START SOURCE DATA
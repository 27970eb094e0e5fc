//! Raya VM Bytecode Definitions
//!
//! This crate provides the core bytecode instruction set, module format,
//! and constant pool structures for the Raya virtual machine.

#![warn(missing_docs)]
#![warn(rust_2018_idioms)]

pub mod constants;
pub mod encoder;
pub mod module;
pub mod opcode;
pub mod verify;

pub use constants::ConstantPool;
pub use encoder::{BytecodeReader, BytecodeWriter, DecodeError};
pub use module::{ClassDef, Function, Metadata, Method, Module, ModuleError};
pub use opcode::Opcode;
pub use verify::{verify_module, VerifyError};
END SOURCE DATA
** WHAT NEEDS TO BE DONE **
Your answer should consist of each line above in which "verify" appears.

** SOLVED EXERCISE **
pub mod verify;
pub use verify::{verify_module, VerifyError};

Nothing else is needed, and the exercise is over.